__AVAILABLE DATA__:
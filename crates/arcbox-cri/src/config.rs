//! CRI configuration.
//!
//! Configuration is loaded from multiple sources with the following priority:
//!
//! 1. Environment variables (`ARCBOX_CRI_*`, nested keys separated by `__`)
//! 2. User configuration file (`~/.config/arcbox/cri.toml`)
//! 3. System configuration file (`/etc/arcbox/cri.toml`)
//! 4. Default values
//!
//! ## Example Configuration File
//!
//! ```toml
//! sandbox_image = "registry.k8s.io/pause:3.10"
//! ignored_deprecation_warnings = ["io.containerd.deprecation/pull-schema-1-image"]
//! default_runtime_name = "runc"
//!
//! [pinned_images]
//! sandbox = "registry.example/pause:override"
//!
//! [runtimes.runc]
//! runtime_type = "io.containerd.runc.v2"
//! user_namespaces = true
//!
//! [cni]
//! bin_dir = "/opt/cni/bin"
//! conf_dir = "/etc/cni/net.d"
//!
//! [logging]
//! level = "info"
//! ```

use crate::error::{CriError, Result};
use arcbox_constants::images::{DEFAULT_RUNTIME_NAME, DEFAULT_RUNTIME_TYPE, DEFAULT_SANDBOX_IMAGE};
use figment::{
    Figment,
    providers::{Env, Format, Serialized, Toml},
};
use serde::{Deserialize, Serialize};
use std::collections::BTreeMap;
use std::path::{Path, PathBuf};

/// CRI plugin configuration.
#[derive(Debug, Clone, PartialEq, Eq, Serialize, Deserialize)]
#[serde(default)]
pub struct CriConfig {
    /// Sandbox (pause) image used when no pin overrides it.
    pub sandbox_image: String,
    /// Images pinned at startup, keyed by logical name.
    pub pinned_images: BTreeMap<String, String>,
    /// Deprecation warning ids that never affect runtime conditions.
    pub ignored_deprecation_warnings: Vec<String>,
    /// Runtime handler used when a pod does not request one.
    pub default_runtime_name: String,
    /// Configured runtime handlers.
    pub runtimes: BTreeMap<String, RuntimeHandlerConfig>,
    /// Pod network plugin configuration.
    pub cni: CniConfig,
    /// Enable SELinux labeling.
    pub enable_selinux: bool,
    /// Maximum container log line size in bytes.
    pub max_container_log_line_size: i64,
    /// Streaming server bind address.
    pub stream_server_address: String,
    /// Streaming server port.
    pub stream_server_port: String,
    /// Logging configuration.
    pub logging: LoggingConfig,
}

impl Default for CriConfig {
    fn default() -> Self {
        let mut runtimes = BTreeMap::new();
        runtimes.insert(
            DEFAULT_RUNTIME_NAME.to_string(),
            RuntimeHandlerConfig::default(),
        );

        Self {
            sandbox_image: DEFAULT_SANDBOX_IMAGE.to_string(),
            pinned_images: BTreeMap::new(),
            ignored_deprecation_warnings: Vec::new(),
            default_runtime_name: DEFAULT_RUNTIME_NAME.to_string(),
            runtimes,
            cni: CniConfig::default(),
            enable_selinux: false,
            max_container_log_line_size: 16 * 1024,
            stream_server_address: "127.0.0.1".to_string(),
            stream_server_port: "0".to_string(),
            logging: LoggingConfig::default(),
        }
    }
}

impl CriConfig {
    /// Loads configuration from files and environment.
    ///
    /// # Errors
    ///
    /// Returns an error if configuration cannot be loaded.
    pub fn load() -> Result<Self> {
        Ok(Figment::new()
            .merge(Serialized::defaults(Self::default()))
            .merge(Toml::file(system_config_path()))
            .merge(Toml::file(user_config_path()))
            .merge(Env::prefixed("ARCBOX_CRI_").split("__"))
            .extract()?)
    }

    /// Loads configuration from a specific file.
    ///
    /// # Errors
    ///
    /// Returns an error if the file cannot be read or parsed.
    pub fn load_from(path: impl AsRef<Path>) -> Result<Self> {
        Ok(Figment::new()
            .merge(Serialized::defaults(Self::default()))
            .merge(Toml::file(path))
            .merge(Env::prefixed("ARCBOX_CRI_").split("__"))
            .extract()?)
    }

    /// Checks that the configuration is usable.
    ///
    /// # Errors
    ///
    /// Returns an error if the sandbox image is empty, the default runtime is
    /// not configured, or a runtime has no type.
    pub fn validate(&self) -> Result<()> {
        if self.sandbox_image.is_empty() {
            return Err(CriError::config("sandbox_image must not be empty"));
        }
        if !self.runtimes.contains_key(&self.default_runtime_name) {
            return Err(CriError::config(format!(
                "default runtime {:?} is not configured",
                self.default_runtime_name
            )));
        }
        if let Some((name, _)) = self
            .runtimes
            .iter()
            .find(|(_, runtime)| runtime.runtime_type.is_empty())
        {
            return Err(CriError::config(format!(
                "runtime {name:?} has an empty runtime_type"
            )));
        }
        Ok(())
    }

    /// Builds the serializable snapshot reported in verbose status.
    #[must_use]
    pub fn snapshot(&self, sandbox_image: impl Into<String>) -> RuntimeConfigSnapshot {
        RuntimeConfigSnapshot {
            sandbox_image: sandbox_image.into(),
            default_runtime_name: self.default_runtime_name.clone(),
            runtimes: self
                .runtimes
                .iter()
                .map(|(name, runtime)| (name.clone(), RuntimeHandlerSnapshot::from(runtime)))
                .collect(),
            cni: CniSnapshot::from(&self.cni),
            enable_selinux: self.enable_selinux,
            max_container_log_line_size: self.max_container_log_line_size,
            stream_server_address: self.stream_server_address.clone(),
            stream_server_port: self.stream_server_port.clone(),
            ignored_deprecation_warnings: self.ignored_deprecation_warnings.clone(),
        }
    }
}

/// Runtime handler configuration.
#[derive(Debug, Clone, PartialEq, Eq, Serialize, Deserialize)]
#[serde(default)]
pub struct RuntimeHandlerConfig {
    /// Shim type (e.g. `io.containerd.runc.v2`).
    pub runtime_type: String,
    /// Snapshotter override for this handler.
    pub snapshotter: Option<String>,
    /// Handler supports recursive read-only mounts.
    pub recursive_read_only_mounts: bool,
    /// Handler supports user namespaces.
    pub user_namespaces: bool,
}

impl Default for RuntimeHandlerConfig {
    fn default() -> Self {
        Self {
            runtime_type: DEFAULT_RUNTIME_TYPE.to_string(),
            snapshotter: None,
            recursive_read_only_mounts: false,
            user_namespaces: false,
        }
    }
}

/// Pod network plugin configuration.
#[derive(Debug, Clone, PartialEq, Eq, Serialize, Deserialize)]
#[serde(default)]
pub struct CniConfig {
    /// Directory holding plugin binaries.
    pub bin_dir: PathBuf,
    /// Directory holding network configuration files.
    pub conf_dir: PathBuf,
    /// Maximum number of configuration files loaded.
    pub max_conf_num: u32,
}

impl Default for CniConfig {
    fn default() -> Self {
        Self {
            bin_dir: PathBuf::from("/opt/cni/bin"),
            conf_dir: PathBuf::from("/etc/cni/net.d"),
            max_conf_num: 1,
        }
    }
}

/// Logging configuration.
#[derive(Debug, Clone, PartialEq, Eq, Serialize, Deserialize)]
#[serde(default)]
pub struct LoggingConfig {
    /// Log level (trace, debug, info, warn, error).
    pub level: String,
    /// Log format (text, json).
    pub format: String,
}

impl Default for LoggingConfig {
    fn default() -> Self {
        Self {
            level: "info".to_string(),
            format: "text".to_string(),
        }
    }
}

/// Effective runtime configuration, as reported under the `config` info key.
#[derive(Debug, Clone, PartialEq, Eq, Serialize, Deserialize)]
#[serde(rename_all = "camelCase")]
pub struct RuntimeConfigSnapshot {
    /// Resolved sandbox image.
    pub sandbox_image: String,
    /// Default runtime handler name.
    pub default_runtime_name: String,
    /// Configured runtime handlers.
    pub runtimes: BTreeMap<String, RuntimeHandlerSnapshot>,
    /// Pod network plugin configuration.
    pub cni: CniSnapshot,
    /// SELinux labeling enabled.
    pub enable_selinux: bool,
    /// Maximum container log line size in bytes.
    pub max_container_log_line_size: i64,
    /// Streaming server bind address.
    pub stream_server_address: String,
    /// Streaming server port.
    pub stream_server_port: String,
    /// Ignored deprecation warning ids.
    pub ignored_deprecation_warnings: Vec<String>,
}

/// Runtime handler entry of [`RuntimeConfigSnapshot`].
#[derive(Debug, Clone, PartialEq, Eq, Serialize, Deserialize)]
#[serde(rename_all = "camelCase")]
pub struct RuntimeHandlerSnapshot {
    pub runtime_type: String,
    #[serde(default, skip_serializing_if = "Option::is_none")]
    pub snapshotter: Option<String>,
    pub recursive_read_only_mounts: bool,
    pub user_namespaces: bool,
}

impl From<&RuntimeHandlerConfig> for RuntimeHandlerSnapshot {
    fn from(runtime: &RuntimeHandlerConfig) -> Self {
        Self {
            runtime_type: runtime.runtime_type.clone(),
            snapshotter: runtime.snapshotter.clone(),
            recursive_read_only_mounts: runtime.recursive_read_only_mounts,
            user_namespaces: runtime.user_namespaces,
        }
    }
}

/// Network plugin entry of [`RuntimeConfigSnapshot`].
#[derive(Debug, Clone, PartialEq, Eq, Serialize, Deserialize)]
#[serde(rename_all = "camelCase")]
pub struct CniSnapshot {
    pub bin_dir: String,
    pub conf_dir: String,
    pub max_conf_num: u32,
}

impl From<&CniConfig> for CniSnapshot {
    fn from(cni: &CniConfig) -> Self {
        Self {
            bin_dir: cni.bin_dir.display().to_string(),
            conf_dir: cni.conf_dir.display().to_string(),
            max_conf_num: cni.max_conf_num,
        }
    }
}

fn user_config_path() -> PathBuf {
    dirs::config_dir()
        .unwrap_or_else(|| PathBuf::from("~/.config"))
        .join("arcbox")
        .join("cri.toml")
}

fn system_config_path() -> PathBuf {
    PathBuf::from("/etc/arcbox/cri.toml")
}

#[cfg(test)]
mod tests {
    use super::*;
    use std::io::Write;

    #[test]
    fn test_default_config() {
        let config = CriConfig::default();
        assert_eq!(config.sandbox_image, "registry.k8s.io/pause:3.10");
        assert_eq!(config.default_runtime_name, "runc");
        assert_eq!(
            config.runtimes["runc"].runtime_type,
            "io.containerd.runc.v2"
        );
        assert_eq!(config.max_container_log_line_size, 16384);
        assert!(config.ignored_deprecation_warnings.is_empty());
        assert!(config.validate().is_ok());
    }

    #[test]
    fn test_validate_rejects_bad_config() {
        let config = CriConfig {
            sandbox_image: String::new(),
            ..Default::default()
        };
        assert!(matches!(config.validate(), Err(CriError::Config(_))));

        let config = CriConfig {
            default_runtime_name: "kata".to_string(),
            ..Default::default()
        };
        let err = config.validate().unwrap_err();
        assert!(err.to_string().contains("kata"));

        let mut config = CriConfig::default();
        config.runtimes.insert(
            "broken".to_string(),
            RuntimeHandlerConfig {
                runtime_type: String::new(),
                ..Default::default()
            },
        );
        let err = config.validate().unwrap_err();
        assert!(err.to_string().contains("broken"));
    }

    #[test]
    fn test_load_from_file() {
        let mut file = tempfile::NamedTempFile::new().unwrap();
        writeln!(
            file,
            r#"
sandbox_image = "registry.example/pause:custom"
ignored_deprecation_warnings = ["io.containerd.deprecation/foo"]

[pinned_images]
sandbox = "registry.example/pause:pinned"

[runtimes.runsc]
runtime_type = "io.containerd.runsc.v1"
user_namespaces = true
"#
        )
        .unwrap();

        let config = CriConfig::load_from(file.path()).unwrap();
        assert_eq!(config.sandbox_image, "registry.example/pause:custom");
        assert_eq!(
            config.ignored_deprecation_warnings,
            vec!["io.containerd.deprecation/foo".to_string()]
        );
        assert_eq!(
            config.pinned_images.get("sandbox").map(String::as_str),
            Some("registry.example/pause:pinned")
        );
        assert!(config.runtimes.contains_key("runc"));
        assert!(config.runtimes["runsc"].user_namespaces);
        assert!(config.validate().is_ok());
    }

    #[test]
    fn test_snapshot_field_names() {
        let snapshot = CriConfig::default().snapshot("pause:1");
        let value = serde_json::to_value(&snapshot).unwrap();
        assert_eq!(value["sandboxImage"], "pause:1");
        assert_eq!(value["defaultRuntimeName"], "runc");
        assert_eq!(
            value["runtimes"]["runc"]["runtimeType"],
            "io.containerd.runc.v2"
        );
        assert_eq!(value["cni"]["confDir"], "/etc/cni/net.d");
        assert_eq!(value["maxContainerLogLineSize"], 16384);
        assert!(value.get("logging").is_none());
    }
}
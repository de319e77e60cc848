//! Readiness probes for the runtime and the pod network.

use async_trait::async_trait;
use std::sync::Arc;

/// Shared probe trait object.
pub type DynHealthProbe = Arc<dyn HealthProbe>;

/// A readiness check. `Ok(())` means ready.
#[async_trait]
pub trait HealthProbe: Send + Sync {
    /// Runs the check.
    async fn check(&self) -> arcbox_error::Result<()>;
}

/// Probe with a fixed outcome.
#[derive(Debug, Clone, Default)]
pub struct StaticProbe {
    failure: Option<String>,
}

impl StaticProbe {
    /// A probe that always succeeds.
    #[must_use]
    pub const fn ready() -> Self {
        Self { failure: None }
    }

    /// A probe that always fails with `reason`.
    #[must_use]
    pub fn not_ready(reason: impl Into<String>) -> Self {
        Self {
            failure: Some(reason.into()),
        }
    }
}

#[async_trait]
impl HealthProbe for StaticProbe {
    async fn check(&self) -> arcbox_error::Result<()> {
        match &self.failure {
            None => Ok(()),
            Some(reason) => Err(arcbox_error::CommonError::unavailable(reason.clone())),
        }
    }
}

__INSTRUCTIONS FOR THE TASK__: Search the data above for the word "display". Copy each line it is in.

__ANSWER BOX__:
            bin_dir: cni.bin_dir.display().to_string(),
            conf_dir: cni.conf_dir.display().to_string(),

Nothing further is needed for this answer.